The WASH-attributable burden of disease assessment from most included diseases is based on WASH interventions, many of which were poorly implemented, had low compliance and promoted or installed technologies with disputable effectiveness. Therefore, the estimated WASH-attributable disease fractions can be interpreted as estimates of the fractions of disease preventable through implementing these interventions. We do adjust the diarrhoeal disease burden estimates for the likely overestimation of health impacts due to non-blinding by adjusting the results of each non-blinded point-of-use drinking water and hygiene intervention (Wolf et al., 2018a, 2014). This approach down-weights biased studies and – in our case – results in reduced estimated health impacts. The above cited issues on poor WASH interventions are however likely to underestimate the disease burden attributable to inadequate WASH. This is one more reason why our assessment assures conservative estimates which are at the lower end of the assumed truth. The WASH-attributable disease burden estimates from diarrhoea, soil-transmitted helminth infections and protein-energy malnutrition have undergone country consultations which ensure the use of all available and eligible exposure and disease data and compatible data categories.

The formula combining disease burden estimates from water, sanitation and hygiene (eq. (2)) assumes that risk factors are independent (Steenland and Armstrong, 2006). This assumption is likely to be an oversimplification for WASH as, for instance, handwashing promotion is unlikely to be effective if water quantity is limited.

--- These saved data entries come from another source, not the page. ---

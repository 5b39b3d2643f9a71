use super::{open, resolve_language};
use crate::config::Config;
use crate::files;
use clap::Args;
use colored::Colorize;
use lingo_plugin::interface::{apply_pull, prepare_pull, PullOutcome};
use lingo_plugin::{MemoryTranslationService, NodeQuery};
use std::path::PathBuf;

#[derive(Debug, Args)]
pub struct PullArgs {
    /// Document JSON file
    pub document: PathBuf,

    /// Remote translations JSON file
    #[arg(short, long, default_value = "translations.json")]
    pub remote: PathBuf,

    /// Language to pull (overrides config)
    #[arg(short, long)]
    pub language: Option<String>,

    /// Write the new texts into the document file
    #[arg(long)]
    pub apply: bool,
}

pub async fn pull(args: PullArgs, config: &Config) -> anyhow::Result<PullOutcome> {
    let plugin = open(&args.document, config).await?;
    let language = resolve_language(args.language, config, &plugin.client).await?;
    let service = MemoryTranslationService::new(files::load_records(&args.remote)?);

    let query = NodeQuery {
        ignore_selection: config.ignore_selection,
        connected_only: false,
    };
    let plan = prepare_pull(&plugin.client, &service, &language, query).await?;

    println!("{}", format!("⬇️  Pull ({language})").bright_blue().bold());
    if plan.changes.is_up_to_date() {
        println!("   Everything up to date");
    } else {
        println!(
            "   This will replace translations in {} text(s):",
            plan.changes.changed_nodes.len()
        );
        for node in &plan.changes.changed_nodes {
            println!("   {} {} → {:?}", "~".yellow(), node.key, node.characters);
        }
    }
    if !plan.changes.missing_keys.is_empty() {
        println!("   {} key(s) not found in the document:", plan.changes.missing_keys.len());
        for key in &plan.changes.missing_keys {
            match &key.ns {
                Some(ns) if !ns.is_empty() => println!("     {} {ns}:{}", "?".dimmed(), key.key),
                _ => println!("     {} {}", "?".dimmed(), key.key),
            }
        }
    }

    if !args.apply {
        return Ok(PullOutcome::default());
    }

    let outcome = apply_pull(&plugin.client, &plan).await?;
    files::save_document(&args.document, &plugin.snapshot().await)?;
    println!(
        "   {} {} text(s) updated, {} node(s) connected",
        "✓".green(),
        outcome.updated,
        outcome.connected
    );
    Ok(outcome)
}

#[cfg(test)]
mod tests {
    use super::*;
    use lingo_core::{Document, NodeLinkage, Page, TextLayer, TranslationRecord};

    #[tokio::test]
    async fn test_apply_rewrites_document() {
        let dir = tempfile::tempdir().unwrap();
        let document = dir.path().join("doc.json");
        let remote = dir.path().join("remote.json");
        let page = Page::new("Home")
            .with_layer(TextLayer::new("Hello").with_linkage(&NodeLinkage::new("greet", None, true)))
            .with_layer(TextLayer::new("Menu").with_linkage(&NodeLinkage::new("menu", None, false)));
        files::save_document(&document, &Document::with_pages(vec![page])).unwrap();
        files::save_records(
            &remote,
            &[
                TranslationRecord::new("greet", None).with_translation("de", "Hallo"),
                TranslationRecord::new("menu", None).with_translation("de", "Menu"),
            ],
        )
        .unwrap();

        let args = PullArgs {
            document: document.clone(),
            remote,
            language: Some("de".into()),
            apply: true,
        };
        let outcome = pull(args, &Config::default()).await.unwrap();
        assert_eq!(outcome.updated, 2);
        assert_eq!(outcome.connected, 1);

        let saved = files::load_document(&document).unwrap();
        let nodes = saved.page_text_nodes();
        assert_eq!(nodes[0].characters, "Hallo");
        assert!(nodes[1].connected);
        assert!(saved.pages[0].plugin_data.contains("\"language\":\"de\""));
    }
}
//! Typed calls from the interface context into the document context.

use lingo_bridge::{Bridge, BridgeError};
use lingo_core::{PluginConfig, TextNode};
use uuid::Uuid;

use crate::endpoints::{
    CopiedPage, CopyPageRequest, FrameScreenshot, HighlightRequest, NodeQuery, NodeSelection,
    COPY_PAGE, GET_CONFIG, GET_NODES, GET_SCREENSHOTS, HIGHLIGHT_NODE, RESET_CONFIG, SET_CONFIG,
    SET_LANGUAGE, SET_NODES_DATA, UPDATE_NODES,
};

/// Interface-side handle on the document endpoints.
#[derive(Clone)]
pub struct DocumentClient {
    bridge: Bridge,
}

impl DocumentClient {
    pub fn new(bridge: Bridge) -> Self {
        Self { bridge }
    }

    pub async fn nodes(&self, query: NodeQuery) -> Result<NodeSelection, BridgeError> {
        self.bridge.call(&GET_NODES, &query).await
    }

    pub async fn set_nodes_data(&self, nodes: Vec<TextNode>) -> Result<usize, BridgeError> {
        self.bridge.call(&SET_NODES_DATA, &nodes.into()).await
    }

    pub async fn update_nodes(&self, nodes: Vec<TextNode>) -> Result<usize, BridgeError> {
        self.bridge.call(&UPDATE_NODES, &nodes.into()).await
    }

    pub async fn highlight(&self, id: Uuid) -> Result<(), BridgeError> {
        self.bridge.call(&HIGHLIGHT_NODE, &HighlightRequest { id }).await
    }

    pub async fn screenshots(&self) -> Result<Vec<FrameScreenshot>, BridgeError> {
        self.bridge.call(&GET_SCREENSHOTS, &()).await
    }

    pub async fn copy_page(&self, request: &CopyPageRequest) -> Result<CopiedPage, BridgeError> {
        self.bridge.call(&COPY_PAGE, request).await
    }

    pub async fn config(&self) -> Result<PluginConfig, BridgeError> {
        self.bridge.call(&GET_CONFIG, &()).await
    }

    pub async fn save_config(&self, config: &PluginConfig) -> Result<PluginConfig, BridgeError> {
        self.bridge.call(&SET_CONFIG, config).await
    }

    pub async fn set_language(&self, language: &str) -> Result<PluginConfig, BridgeError> {
        self.bridge.call(&SET_LANGUAGE, &language.to_string()).await
    }

    pub async fn reset_config(&self) -> Result<PluginConfig, BridgeError> {
        self.bridge.call(&RESET_CONFIG, &()).await
    }
}
//! Endpoint handlers of the document context.

use std::sync::Arc;

use lingo_bridge::Bridge;
use lingo_core::{PageSettings, PluginConfig, TextNode};
use tokio::sync::Mutex;
use uuid::Uuid;

use super::host::DocumentHost;
use super::settings::{self, ClientStorage};
use super::HandlerError;
use crate::endpoints::{
    CopiedPage, CopyPageRequest, FrameScreenshot, HighlightRequest, NodeBatch, NodeQuery,
    NodeSelection, COPY_PAGE, GET_CONFIG, GET_NODES, GET_SCREENSHOTS, HIGHLIGHT_NODE,
    RESET_CONFIG, SET_CONFIG, SET_LANGUAGE, SET_NODES_DATA, UPDATE_NODES,
};

/// Read text nodes. Without a selection the whole page is read.
pub fn get_nodes<H: DocumentHost>(host: &H, query: NodeQuery) -> NodeSelection {
    let something_selected = host.something_selected();
    let mut items = if query.ignore_selection || !something_selected {
        host.page_nodes()
    } else {
        host.selection_nodes()
    };
    if query.connected_only {
        items.retain(|node| node.connected);
    }
    NodeSelection {
        items,
        something_selected,
    }
}

/// Persist the linkage of every node in `batch`. Unknown ids are skipped.
pub fn set_nodes_data<H: DocumentHost>(host: &mut H, batch: &NodeBatch) -> Result<usize, HandlerError> {
    let mut written = 0;
    for node in &batch.nodes {
        match host.set_node_linkage(node.id, &node.linkage()) {
            Ok(()) => written += 1,
            Err(lingo_core::DocumentError::NodeNotFound(id)) => {
                log::warn!("Skipping linkage for missing node {id}");
            }
            Err(e) => return Err(e.into()),
        }
    }
    log::debug!("Linkage written on {written} node(s)");
    Ok(written)
}

/// Load the fonts of every target node, then replace their text.
pub async fn update_nodes<H: DocumentHost>(host: &mut H, batch: &NodeBatch) -> Result<usize, HandlerError> {
    let ids: Vec<Uuid> = batch.nodes.iter().map(|node| node.id).collect();
    host.load_fonts(&ids).await?;
    for node in &batch.nodes {
        host.set_node_text(node.id, &node.characters)?;
    }
    log::info!("Document translations updated ({} node(s))", batch.nodes.len());
    Ok(batch.nodes.len())
}

pub fn get_screenshots<H: DocumentHost>(host: &H) -> Result<Vec<FrameScreenshot>, HandlerError> {
    host.preview_frames()
        .into_iter()
        .map(|frame| {
            Ok(FrameScreenshot {
                image: host.render_frame(frame.id)?,
                id: frame.id,
                name: frame.name,
                width: frame.bounds.width,
                height: frame.bounds.height,
                nodes: frame.nodes,
            })
        })
        .collect()
}

/// Clone the current page and fill its connected texts with translations
/// (or with their keys when no language is given).
pub async fn copy_page<H: DocumentHost>(
    host: &mut H,
    request: &CopyPageRequest,
) -> Result<CopiedPage, HandlerError> {
    let current = host.current_page()?;
    let name = format!(
        "{} - {}",
        current.name,
        request.language.as_deref().unwrap_or("keys")
    );

    let mut replaced = 0;
    for page in host.pages() {
        if page.id == current.id || page.name != name {
            continue;
        }
        let is_copy = matches!(
            settings::page_settings(host, page.id),
            Ok(PageSettings { page_copy: Some(true), .. })
        );
        if is_copy {
            host.remove_page(page.id)?;
            replaced += 1;
        }
    }

    let page_id = host.duplicate_current_page(&name)?;
    let connected: Vec<TextNode> = host
        .nodes_on_page(page_id)?
        .into_iter()
        .filter(|node| node.connected)
        .collect();
    let ids: Vec<Uuid> = connected.iter().map(|node| node.id).collect();
    host.load_fonts(&ids).await?;

    let mut updated = 0;
    for node in &connected {
        let text = match request.language {
            Some(_) => request
                .texts
                .iter()
                .find(|t| node.matches(&t.key, t.ns.as_deref()))
                .map(|t| t.characters.as_str())
                .filter(|text| !text.is_empty()),
            None => Some(node.key.as_str()),
        };
        if let Some(text) = text {
            host.set_node_text(node.id, text)?;
            updated += 1;
        }
    }

    settings::write_page_settings(
        host,
        page_id,
        &PageSettings {
            language: request.language.clone(),
            page_info: Some(true),
            page_copy: Some(true),
        },
    )?;

    log::info!("Created page \"{name}\" ({updated} text(s) rewritten)");
    Ok(CopiedPage {
        page_id,
        name,
        updated,
        replaced,
    })
}

/// Register every document endpoint on `bridge`.
pub async fn register_handlers<H: DocumentHost>(
    bridge: &Bridge,
    host: Arc<Mutex<H>>,
    storage: Arc<dyn ClientStorage>,
) {
    bridge
        .implement(&GET_NODES, {
            let host = host.clone();
            move |query: NodeQuery| {
                let host = host.clone();
                async move {
                    let host = host.lock().await;
                    Ok::<_, HandlerError>(get_nodes(&*host, query))
                }
            }
        })
        .await;

    bridge
        .implement(&SET_NODES_DATA, {
            let host = host.clone();
            move |batch: NodeBatch| {
                let host = host.clone();
                async move {
                    let mut host = host.lock().await;
                    set_nodes_data(&mut *host, &batch)
                }
            }
        })
        .await;

    bridge
        .implement(&UPDATE_NODES, {
            let host = host.clone();
            move |batch: NodeBatch| {
                let host = host.clone();
                async move {
                    let mut host = host.lock().await;
                    update_nodes(&mut *host, &batch).await
                }
            }
        })
        .await;

    bridge
        .implement(&HIGHLIGHT_NODE, {
            let host = host.clone();
            move |request: HighlightRequest| {
                let host = host.clone();
                async move {
                    host.lock().await.highlight(request.id)?;
                    Ok::<_, HandlerError>(())
                }
            }
        })
        .await;

    bridge
        .implement(&GET_SCREENSHOTS, {
            let host = host.clone();
            move |()| {
                let host = host.clone();
                async move {
                    let host = host.lock().await;
                    get_screenshots(&*host)
                }
            }
        })
        .await;

    bridge
        .implement(&COPY_PAGE, {
            let host = host.clone();
            move |request: CopyPageRequest| {
                let host = host.clone();
                async move {
                    let mut host = host.lock().await;
                    copy_page(&mut *host, &request).await
                }
            }
        })
        .await;

    // --- settings ---

    bridge
        .implement(&GET_CONFIG, {
            let (host, storage) = (host.clone(), storage.clone());
            move |()| {
                let (host, storage) = (host.clone(), storage.clone());
                async move {
                    let host = host.lock().await;
                    settings::load_config(&*host, &*storage).await
                }
            }
        })
        .await;

    bridge
        .implement(&SET_CONFIG, {
            let (host, storage) = (host.clone(), storage.clone());
            move |config: PluginConfig| {
                let (host, storage) = (host.clone(), storage.clone());
                async move {
                    let mut host = host.lock().await;
                    settings::save_config(&mut *host, &*storage, &config).await
                }
            }
        })
        .await;

    bridge
        .implement(&SET_LANGUAGE, {
            let (host, storage) = (host.clone(), storage.clone());
            move |language: String| {
                let (host, storage) = (host.clone(), storage.clone());
                async move {
                    let mut host = host.lock().await;
                    settings::set_language(&mut *host, &*storage, language).await
                }
            }
        })
        .await;

    bridge
        .implement(&RESET_CONFIG, {
            move |()| {
                let (host, storage) = (host.clone(), storage.clone());
                async move {
                    let mut host = host.lock().await;
                    settings::reset_config(&mut *host, &*storage).await
                }
            }
        })
        .await;

    log::debug!("[{}] Document handlers registered", bridge.label());
}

However, this approach has been applied in the assessment for ease of interpretation of the results, and in the absence of a more suitable approach.

WASH-attributable morbidity for some diseases in our analysis (diarrhoea, schistosomiasis) is estimated separately for the different components of WASH (water, sanitation and hygiene are analysed in three separate models). This approach ignores that the different WASH components affect disease in conjunction. The meta-regression model (Wolf et al., 2018a) that was used to generate the exposure-response relationships between WASH and diarrhoea, however adjusted for baseline WASH of the other categories and included further covariates. A multi-risk model might nevertheless be the preferred approach for WASH-attributable disease burden assessment in the future. Including all three WASH components in one model would also take account of the fact that the three risk factors (inadequate water, inadequate sanitation and inadequate hygiene) are often likely to vary simultaneously, e.g. improving access to or use of water facilities might improve hygiene behaviours and sanitation at the same time.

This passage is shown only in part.